The concept was invented in America, literally.  In the 1800s, it was essentially invented as an idea and then a state institution by a Scottish immigrant named John Muir to whom we owe so much of our legacy.  The American Wilderness Act was passed into law in 1964.  It reads

“A wilderness, in contrast with those areas where man and his own works dominate the landscape, is hereby recognized as an area where the earth and community of life are untrammeled by man, where man himself is a visitor who does not remain.”
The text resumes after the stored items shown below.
//! Top-level server error type, unifying protocol, transport and sidecar
//! failures behind one `?`-friendly enum (teacher's `thiserror` usage).

use rysteria_protocol::ProtocolError;

#[derive(Debug, thiserror::Error)]
pub enum ServerError {
    #[error("protocol error: {0}")]
    Protocol(#[from] ProtocolError),

    #[error("io error: {0}")]
    Io(#[from] std::io::Error),

    #[error("websocket error: {0}")]
    WebSocket(#[from] tokio_tungstenite::tungstenite::Error),

    #[error("account sidecar unavailable: {0}")]
    SidecarUnavailable(String),

    #[error("entity allocator exhausted")]
    EntitiesExhausted,
}

pub type ServerResult<T> = Result<T, ServerError>;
Amazing.  In the American West it’s almost by default that we accept the idea of a wilderness.  It’s our legacy.  In Switzerland, at least as far as I can tell after an entire year’s worth of weekends running in the mountains, wilderness does not exist at all whatsoever.  One is never more than a kilometer from the nearest restaurant, furnicular train, cow, or electric fence.  Nature has ceased to exist outside of the scope of human economic enterprise.  The mountain meadows have been grazed so long that ‘pasture’ has simply replaced the word and meaning of ‘meadow’.  The physical effects are obvious and ubiquitous.  But what works beneath the surface is insidious and dangerous.  Nature has taken on a different meaning for many Europeans.  On a continent where the idea of wilderness has for the most part been lost for many many generations, ‘nature’ has come to encompass agricultural and pastoral activity, simply because there is no other alternative.  I could go on about this forever, but actually I prefer to think instead about what and incredible idea we have back in the American West.  Wilderness.  A healthy relationship with our mountains.  Thank you John Muir.   


The SouthEastern approach from Les Paccots





Garmin says 3900 ft of vertical in 13.8 miles.  The final pitch up to Teyschaux's summit (red track in front left) was at 42% grade (1180 ft in 0.53 mi).


The detritus of years worth of weekends spent in the mountains of Western Switzerland.